The pope began his weekend visit with a message of welcome to migrants and a plea to end the war in Ukraine and to overcome divisions in a spirit of dialogue and inclusion.

Pope Francis walks inside the Ta' Pinu National Shrine in Gharb on the Maltese island of Gozo, Saturday, April 2, 2022. Pope Francis headed to the Mediterranean island nation of Malta on Saturday for a pandemic-delayed weekend visit, aiming to draw attention to Europe's migration challenge that has only become more stark with Russia's invasion of Ukraine. (AP Photo/Andrew Medichini)

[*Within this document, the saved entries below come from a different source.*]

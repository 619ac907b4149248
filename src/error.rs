//! error system used around the library.
use std::{io, num, str};
use thiserror::Error;

/// Failure to parse the head of a server's response.
#[derive(Debug, PartialEq, Error)]
pub enum ParseErr {
    #[error("ParseErr: Invalid character")]
    Utf8(#[from] str::Utf8Error),
    #[error("ParseErr: Cannot parse number")]
    Int(#[from] num::ParseIntError),
    #[error("ParseErr: Status line contains invalid values")]
    StatusErr,
    #[error("ParseErr: Headers contain invalid values")]
    HeadersErr,
    #[error("ParseErr: Invalid value")]
    Invalid,
    #[error("ParseErr: Nothing to parse")]
    Empty,
}

/// Failure to turn a request body into bytes.
#[derive(Debug, Error)]
pub enum EncodeErr {
    #[error("EncodeErr: cannot serialize body as JSON: {0}")]
    Json(#[from] serde_json::Error),
    #[error("EncodeErr: body is not a mapping of fields")]
    NotFields,
    #[error("EncodeErr: no encoding for fields with content type {0:?}")]
    Unencodable(Option<String>),
}

/// Failure while assembling the buffered response body.
#[derive(Debug, Error)]
pub enum AccumulationErr {
    #[error("AccumulationErr: body stream failed: {0}")]
    Stream(#[source] io::Error),
    #[error("AccumulationErr: body task aborted: {0}")]
    Aborted(#[from] tokio::task::JoinError),
}

#[derive(Debug, Error)]
pub enum Error {
    #[error("Error: invalid URL: {0}")]
    InvalidUrl(#[from] url::ParseError),
    #[error("Error: unsupported protocol {0:?}")]
    UnsupportedProtocol(String),
    #[error(transparent)]
    Encode(#[from] EncodeErr),
    #[error(transparent)]
    Accumulation(#[from] AccumulationErr),
    #[error("Error: IO error: {0}")]
    Transport(#[from] io::Error),
    #[error("Error: TLS error: {0}")]
    Tls(String),
    #[error(transparent)]
    Parse(#[from] ParseErr),
}

impl Error {
    /// Returns `true` when the connection failed independent of a completed response.
    pub fn is_transport(&self) -> bool {
        matches!(self, Error::Transport(_) | Error::Tls(_) | Error::Parse(_))
    }
}

impl From<str::Utf8Error> for Error {
    fn from(e: str::Utf8Error) -> Self {
        Error::Parse(ParseErr::Utf8(e))
    }
}

impl From<serde_json::Error> for Error {
    fn from(e: serde_json::Error) -> Self {
        Error::Encode(EncodeErr::Json(e))
    }
}

#[cfg(feature = "native-tls")]
impl From<native_tls::Error> for Error {
    fn from(e: native_tls::Error) -> Self {
        Error::Tls(e.to_string())
    }
}

#[cfg(all(feature = "rust-tls", not(feature = "native-tls")))]
impl From<rustls::Error> for Error {
    fn from(e: rustls::Error) -> Self {
        Error::Tls(e.to_string())
    }
}

pub type Result<T> = std::result::Result<T, Error>;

VALLETTA, Malta (RNS) — “Honesty, justice, a sense of duty and transparency are the essential pillars of a mature civil society,” Pope Francis told officials of this tiny Mediterranean island nation shortly after arriving Saturday (April 2), putting a spotlight on the country’s recent battle against government corruption.

“May your commitment to eliminate illegality and corruption be strong, like the north wind that sweeps the coasts of this country,” Francis said in an address to representatives of the Maltese government and diplomatic corps. “May you always cultivate legality and transparency, which will enable the eradication of corruption and criminality, neither of which acts openly and in broad daylight.”

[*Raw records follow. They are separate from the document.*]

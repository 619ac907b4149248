use http_fetch::request;

#[tokio::main]
async fn main() -> Result<(), http_fetch::Error> {
    // Status lines are written at debug level, e.g. with RUST_LOG=debug.
    env_logger::init();

    //Sends a HTTP GET request and waits for the whole body.
    let res = request::get("https://doc.rust-lang.org/std/string/index.html").await?;

    //Prints details about the response.
    println!("Status: {}", res.status_code());
    println!("Headers: {}", res.headers());
    println!("Body: {} bytes", res.body().len());

    Ok(())
}
//! buffering of a response body
//!
//! The body is read by a spawned task that sends every chunk, in arrival
//! order, over a channel. An [`Accumulator`] on the receiving side appends
//! the chunks and assembles the final body once the channel closes. The task
//! is aborted when its handle is dropped, which closes the connection.
use crate::{error::AccumulationErr, stream::BodyReader};
use std::io;
use tokio::{
    io::AsyncBufRead,
    sync::mpsc::{self, Receiver, Sender},
};
use tokio_util::task::AbortOnDropHandle;

const CHANNEL_CAPACITY: usize = 32;

/// Message sent by the body task.
pub type Chunk = io::Result<Vec<u8>>;

/// Append-only ordered buffer of body chunks.
#[derive(Debug, Default)]
pub struct Accumulator {
    chunks: Vec<Vec<u8>>,
    len: usize,
}

impl Accumulator {
    pub fn new() -> Accumulator {
        Accumulator::default()
    }

    pub fn push(&mut self, chunk: Vec<u8>) {
        self.len += chunk.len();
        self.chunks.push(chunk);
    }

    /// Number of bytes buffered so far.
    pub fn len(&self) -> usize {
        self.len
    }

    pub fn is_empty(&self) -> bool {
        self.len == 0
    }

    /// Receives chunks until the sender is gone, failing on the first error.
    pub async fn drain(&mut self, receiver: &mut Receiver<Chunk>) -> Result<(), AccumulationErr> {
        while let Some(chunk) = receiver.recv().await {
            self.push(chunk.map_err(AccumulationErr::Stream)?);
        }

        Ok(())
    }

    /// Concatenates buffered chunks into raw bytes.
    pub fn into_bytes(self) -> Vec<u8> {
        let mut body = Vec::with_capacity(self.len);

        for chunk in self.chunks {
            body.extend(chunk);
        }

        body
    }

    /// Concatenates buffered chunks into the body text. Invalid UTF-8
    /// sequences are replaced with `U+FFFD`.
    pub fn finish(self) -> String {
        match String::from_utf8(self.into_bytes()) {
            Ok(body) => body,
            Err(e) => String::from_utf8_lossy(e.as_bytes()).into_owned(),
        }
    }
}

/// Spawns the task reading `body` to its end. Chunks arrive on the returned
/// receiver; the channel closes after the last chunk or the first error.
pub fn spawn_body_task<R>(mut body: BodyReader<R>) -> (Receiver<Chunk>, AbortOnDropHandle<()>)
where
    R: AsyncBufRead + Unpin + Send + 'static,
{
    let (sender, receiver) = mpsc::channel(CHANNEL_CAPACITY);

    let handle = tokio::spawn(async move {
        pump(&mut body, &sender).await;
    });

    (receiver, AbortOnDropHandle::new(handle))
}

async fn pump<R>(body: &mut BodyReader<R>, sender: &Sender<Chunk>)
where
    R: AsyncBufRead + Unpin,
{
    loop {
        let next = match body.next_chunk().await {
            Ok(Some(chunk)) => Ok(chunk),
            Ok(None) => break,
            Err(e) => Err(e),
        };
        let failed = next.is_err();

        // a closed channel means the request was dropped
        if sender.send(next).await.is_err() || failed {
            break;
        }
    }
}

/// Collects the body read by `spawn_body_task` into a string.
pub async fn collect(
    mut receiver: Receiver<Chunk>,
    handle: AbortOnDropHandle<()>,
) -> Result<String, AccumulationErr> {
    let mut accumulator = Accumulator::new();
    let drained = accumulator.drain(&mut receiver).await;

    drop(receiver);
    handle.await?;
    drained?;

    Ok(accumulator.finish())
}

The pope began his visit to Malta this weekend with a message of welcome to migrants and a plea to end the war in Ukraine and to overcome divisions in a spirit of dialogue and inclusion. He later paid a visit to the Ta’ Pinu National Shrine in Gharb, on the nearby island of Gozo.

In his speech to local authorities, Francis obliquely criticized the Maltese government’s efforts to limit migrant flows on the island, an important stopping point for immigrants trying to reach Europe. Recent investigations by The New York Times and the Italian bishops’ magazine Avvenire shed light on Maltese efforts to ferry migrants back to their countries of origin despite the dangers they faced and against European Union regulations.

“Civilized countries cannot approve, out of their own interest, sordid agreements with criminals who enslave other human beings,” Francis said, urging European countries to come together “to become a new theatre of solidarity and not the harbinger of a tragic shipwreck of civilization.”

Corruption has haunted Malta since former Prime Minister Joseph Muscat was forced to retire after a judge said he shared indirect blame for the 2017 murder of investigative journalist Daphne Caruana Galizia, who was reporting on money laundering schemes of the rich and powerful brought to the fore by the leaked Panama Papers.

Malta President George William Vella, right, prepares to deliver his address to Pope Francis in the Grand Council Chamber of the Grand Master's Palace in Valletta, Malta, Saturday, April 2, 2022. Pope Francis headed to the Mediterranean island nation of Malta on Saturday for a pandemic-delayed weekend visit, aiming to draw attention to Europe's migration challenge that has only become more stark with Russia's invasion of Ukraine. (AP Photo/Andrew Medichini)

Malta President George William Vella, right, prepares to deliver his address to Pope Francis in the Grand Council Chamber of the Grand Master’s Palace in Valletta, Malta, Saturday, April 2, 2022. (AP Photo/Andrew Medichini)

The pope made no mention of the identities of the perpetrators, but according to Corinne Vella, Caruana Galizia’s sister, his speech addressed the key concerns of “legality, justice and the importance of shining light in dark corners.”

Francis’ appeal was a “recognition of the importance of standards in public life and also of the importance of journalism and civic engagement in holding power to account,” Vella said in an interview with Religion News Service.

“I feel that that is implicit recognition of Daphne’s work and ultimate sacrifice,” she said.

After their sister’s death, Vella and her siblings founded the Daphne Caruana Galizia Foundation, which provides a platform for journalists hoping to continue Caruana Galizia’s work. Vella said that the Catholic Church in Malta — and especially the country’s archbishop, Charles Scicluna — has been a dependable voice against corruption and for justice.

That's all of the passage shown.